[LISTED ENTRIES]
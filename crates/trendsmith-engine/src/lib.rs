//! Trendsmith Workflow Engine
//!
//! Walks a validated [`Graph`](trendsmith_workflow::Graph) of named nodes for
//! one topic at a time, threading a single [`RunState`] through them.
//!
//! # Architecture
//!
//! ```text
//! ┌─────────────────────────────────────────────────────────────┐
//! │                      PipelineRunner                         │
//! │  - owns mpsc channel of topics                              │
//! │  - runs independent topics concurrently (bounded)           │
//! │  - child cancellation token per run                         │
//! └─────────────────────────────────────────────────────────────┘
//!                               │
//!                               ▼
//! ┌─────────────────────────────────────────────────────────────┐
//! │                          Engine                             │
//! │  - run(topic, graph, policy, cancel) → RunState             │
//! │  - retries, refresh_with, failure edges, timeouts           │
//! │  - slot ownership, append-only error trail, events          │
//! └─────────────────────────────────────────────────────────────┘
//!                               │
//!                               ▼
//! ┌─────────────────────────────────────────────────────────────┐
//! │                     Nodes (NodeRegistry)                    │
//! │  analyze → synthesize → execute → search → aggregate →      │
//! │  write_script → write_social                                │
//! └─────────────────────────────────────────────────────────────┘
//! ```

mod engine;
mod error;
mod events;
mod node;
pub mod nodes;
mod runner;
mod state;

pub use engine::Engine;
pub use error::EngineError;
pub use events::{ChannelNotifier, EdgeKind, ExecutionEvent, ExecutionNotifier, NoopNotifier};
pub use node::{FailureKind, Node, NodeContext, NodeFailure, NodeRegistry};
pub use runner::PipelineRunner;
pub use state::{RecordedError, RunOutcome, RunState, Slot, SocialPost, StateUpdate};
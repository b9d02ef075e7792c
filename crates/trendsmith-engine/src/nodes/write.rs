use std::sync::Arc;

use async_trait::async_trait;
use minijinja::{Environment, Value};
use serde::Serialize;
use trendsmith_host_generate::{GenerationConstraints, GenerationError, TextGenerator};

use crate::node::{FailureKind, Node, NodeContext, NodeFailure};
use crate::state::{RunState, Slot, SocialPost, StateUpdate};

const SCRIPT_TEMPLATE: &str = r#"You are a viral video scriptwriter. Write a 60-second script about the topic below.
- Hook (0-10s): attention-grabbing opening
- Main content (10-50s): 3 key points with examples
- Call to action (50-60s): clear call to action
Keep it conversational, energetic and easy to understand. Use only the facts given.

## Facts
{{ summary }}"#;

const SOCIAL_TEMPLATE: &str = r#"You are a social media content strategist. Write one {{ platform }} post about the topic below.
{% if platform == "twitter" %}Stay within 280 characters.
{% endif %}Match the platform's tone, use relevant hashtags and emojis where they fit, and optimize for engagement. Use only the facts given.

## Video script
{{ script }}

## Facts
{{ summary }}"#;

#[derive(Serialize)]
struct PromptContext<'a> {
  summary: String,
  script: Option<&'a str>,
  platform: Option<&'a str>,
}

fn render(template: &str, context: &PromptContext<'_>) -> Result<String, NodeFailure> {
  let env = Environment::new();
  env
    .render_str(template, Value::from_serialize(context))
    .map_err(|e| NodeFailure::fatal(FailureKind::Internal, format!("failed to render prompt: {}", e)))
}

fn generation_failure(error: GenerationError) -> NodeFailure {
  NodeFailure::new(
    FailureKind::Generation,
    error.to_string(),
    error.is_transient(),
  )
}

/// Writes a 60-second video script from the summary.
pub struct WriteScriptNode {
  generator: Arc<dyn TextGenerator>,
  max_tokens: u32,
}

impl WriteScriptNode {
  pub fn new(generator: Arc<dyn TextGenerator>, max_tokens: u32) -> Self {
    Self {
      generator,
      max_tokens,
    }
  }
}

#[async_trait]
impl Node for WriteScriptNode {
  fn slot(&self) -> Slot {
    Slot::Script
  }

  async fn invoke(&self, state: &RunState, _ctx: &NodeContext) -> Result<StateUpdate, NodeFailure> {
    let summary = state
      .summary()
      .ok_or_else(|| NodeFailure::missing_input(Slot::Summary))?;

    let prompt = render(
      SCRIPT_TEMPLATE,
      &PromptContext {
        summary: summary.to_prompt(),
        script: None,
        platform: None,
      },
    )?;
    let script = self
      .generator
      .generate(&prompt, &GenerationConstraints::new(self.max_tokens, 0.8))
      .await
      .map_err(generation_failure)?;

    Ok(StateUpdate::Script(script.trim().to_string()))
  }
}

/// Writes one post per configured platform from the script and summary.
pub struct WriteSocialNode {
  generator: Arc<dyn TextGenerator>,
  platforms: Vec<String>,
  max_tokens: u32,
}

impl WriteSocialNode {
  pub fn new(generator: Arc<dyn TextGenerator>, platforms: Vec<String>, max_tokens: u32) -> Self {
    Self {
      generator,
      platforms,
      max_tokens,
    }
  }
}

#[async_trait]
impl Node for WriteSocialNode {
  fn slot(&self) -> Slot {
    Slot::SocialPosts
  }

  async fn invoke(&self, state: &RunState, _ctx: &NodeContext) -> Result<StateUpdate, NodeFailure> {
    let summary = state
      .summary()
      .ok_or_else(|| NodeFailure::missing_input(Slot::Summary))?;
    let facts = summary.to_prompt();
    let constraints = GenerationConstraints::new(self.max_tokens, 0.8);

    let mut posts = Vec::with_capacity(self.platforms.len());
    for platform in &self.platforms {
      let prompt = render(
        SOCIAL_TEMPLATE,
        &PromptContext {
          summary: facts.clone(),
          script: state.script(),
          platform: Some(platform.as_str()),
        },
      )?;
      let body = self
        .generator
        .generate(&prompt, &constraints)
        .await
        .map_err(generation_failure)?;
      posts.push(SocialPost {
        platform: platform.clone(),
        body: body.trim().to_string(),
      });
    }

    Ok(StateUpdate::SocialPosts(posts))
  }
}
//! Trendsmith Structure Analyzer
//!
//! Fetches a page through the HTTP capability and reduces it to a compact
//! [`StructureDescriptor`]: a `tag#id.class` skeleton plus the selector
//! probes and metadata flags a code generator needs. The descriptor is size
//! capped and carries no page text beyond the title.
//!
//! Failures are soft and typed ([`AnalysisFailure`]); the engine decides
//! whether to retry or degrade.

mod analyzer;
mod descriptor;
mod error;
mod reduce;

pub use analyzer::{Analysis, StructureAnalyzer};
pub use descriptor::{StructureDescriptor, SuggestedApproach};
pub use error::AnalysisFailure;
pub use reduce::reduce;
/// `http.get(url)`, restricted to the document's own host.
fn http_table(
  lua: &Lua,
  monitor: &Rc<Monitor>,
  document: &Document,
  deadline: Instant,
) -> mlua::Result<Table> {
  let host = document.url().host_str().unwrap_or_default().to_string();
  let client: RefCell<Option<BlockingFetcher>> = RefCell::new(None);
  let monitor = monitor.clone();

  let get = lua.create_function(move |lua, target: String| {
    // Each request gets whatever is left of the run's budget.
    let remaining = deadline.saturating_duration_since(Instant::now());
    if remaining.is_zero() {
      monitor.timed_out.set(true);
      return Err(LuaError::runtime("execution deadline exceeded"));
    }

    if client.borrow().is_none() {
      let policy = HttpPolicy::single_host(host.clone())
        .with_timeout(HTTP_TIMEOUT_CAP)
        .with_max_response_bytes(HTTP_MAX_BODY_BYTES);
      let fetcher = BlockingFetcher::new(policy).map_err(LuaError::external)?;
      *client.borrow_mut() = Some(fetcher);
    }

    let guard = client.borrow();
    let Some(fetcher) = guard.as_ref() else {
      return Err(LuaError::runtime("http client unavailable"));
    };

    match fetcher.get_within(&target, remaining) {
      Ok(page) => {
        let response = lua.create_table()?;
        response.set("status", page.status)?;
        response.set("content_type", page.content_type)?;
        response.set("body", page.body)?;
        Ok(response)
      }
      Err(HttpError::Blocked { .. }) | Err(HttpError::InvalidUrl { .. }) => {
        let operation = format!("http.get({})", target);
        monitor.record_violation(&operation);
        Err(LuaError::runtime(format!("blocked operation: {}", operation)))
      }
      Err(HttpError::Timeout { .. }) if Instant::now() >= deadline => {
        monitor.timed_out.set(true);
        Err(LuaError::runtime("execution deadline exceeded"))
      }
      Err(e) => Err(LuaError::external(e)),
    }
  })?;

  let http = lua.create_table()?;
  http.set("get", get)?;
  Ok(http)
}

/// The `doc` table: `doc.url`, `doc:select(css)`, `doc:select_one(css)`,
/// `doc:meta(name)`.
fn document_table(lua: &Lua, document: &Document) -> mlua::Result<Table> {
  let html = Rc::new(Html::parse_document(document.html()));
  let doc = lua.create_table()?;
  doc.set("url", document.url().as_str())?;

  let page = html.clone();
  let select = lua.create_function(move |lua, (_, css): (Value, String)| {
    let selector = parse_selector(&css)?;
    let list = lua.create_table()?;
    for (i, element) in page.select(&selector).enumerate() {
      list.raw_set(i + 1, element_table(lua, element)?)?;
    }
    Ok(list)
  })?;
  doc.set("select", select)?;

  let page = html.clone();
  let select_one = lua.create_function(move |lua, (_, css): (Value, String)| {
    let selector = parse_selector(&css)?;
    match page.select(&selector).next() {
      Some(element) => Ok(Value::Table(element_table(lua, element)?)),
      None => Ok(Value::Nil),
    }
  })?;
  doc.set("select_one", select_one)?;

  let page = html;
  let meta = lua.create_function(move |_, (_, name): (Value, String)| {
    let selector = parse_selector("meta")?;
    let content = page.select(&selector).find_map(|element| {
      let attrs = element.value();
      let key = attrs.attr("name").or_else(|| attrs.attr("property"))?;
      if key.eq_ignore_ascii_case(&name) {
        attrs.attr("content").map(str::to_string)
      } else {
        None
      }
    });
    Ok(content)
  })?;
  doc.set("meta", meta)?;

  Ok(doc)
}

fn parse_selector(css: &str) -> mlua::Result<Selector> {
  Selector::parse(css).map_err(|_| LuaError::runtime(format!("invalid selector '{}'", css)))
}

/// `{tag, text, attrs}` for one element.
fn element_table(lua: &Lua, element: ElementRef<'_>) -> mlua::Result<Table> {
  let table = lua.create_table()?;
  table.set("tag", element.value().name())?;
  table.set("text", normalize_text(element.text()))?;

  let attrs = lua.create_table()?;
  for (name, value) in element.value().attrs() {
    attrs.set(name, value)?;
  }
  table.set("attrs", attrs)?;
  Ok(table)
}
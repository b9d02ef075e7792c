use thiserror::Error;

/// Why a page could not be analyzed. The analyzer never fails any other way.
#[derive(Debug, Clone, PartialEq, Eq, Error)]
pub enum AnalysisFailure {
  /// Refused by policy, transport failure or non-2xx status.
  #[error("unreachable: {url}: {reason}")]
  Unreachable {
    url: String,
    reason: String,
    /// Worth another attempt (server errors, dropped connections).
    transient: bool,
  },

  #[error("timed out fetching {url}")]
  Timeout { url: String },

  #[error("{url} is not html (content type: {content_type})")]
  NonHtml { url: String, content_type: String },
}

impl AnalysisFailure {
  pub fn unreachable(url: impl Into<String>, reason: impl Into<String>, transient: bool) -> Self {
    Self::Unreachable {
      url: url.into(),
      reason: reason.into(),
      transient,
    }
  }

  pub fn kind(&self) -> &'static str {
    match self {
      AnalysisFailure::Unreachable { .. } => "unreachable",
      AnalysisFailure::Timeout { .. } => "timeout",
      AnalysisFailure::NonHtml { .. } => "non_html",
    }
  }

  pub fn is_transient(&self) -> bool {
    match self {
      AnalysisFailure::Unreachable { transient, .. } => *transient,
      AnalysisFailure::Timeout { .. } => true,
      AnalysisFailure::NonHtml { .. } => false,
    }
  }
}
[/LISTED ENTRIES]
■ **WORK ITEM**: In the records above, the line with "the run's budget." marks the start and the line with "let policy = HttpPolicy::single_host(host.clone())" marks the end; copy that stretch exactly, both lines included, and nothing else.

■ **EXERCISE ANSWER**:
    // Each request gets whatever is left of the run's budget.
    let remaining = deadline.saturating_duration_since(Instant::now());
    if remaining.is_zero() {
      monitor.timed_out.set(true);
      return Err(LuaError::runtime("execution deadline exceeded"));
    }

    if client.borrow().is_none() {
      let policy = HttpPolicy::single_host(host.clone())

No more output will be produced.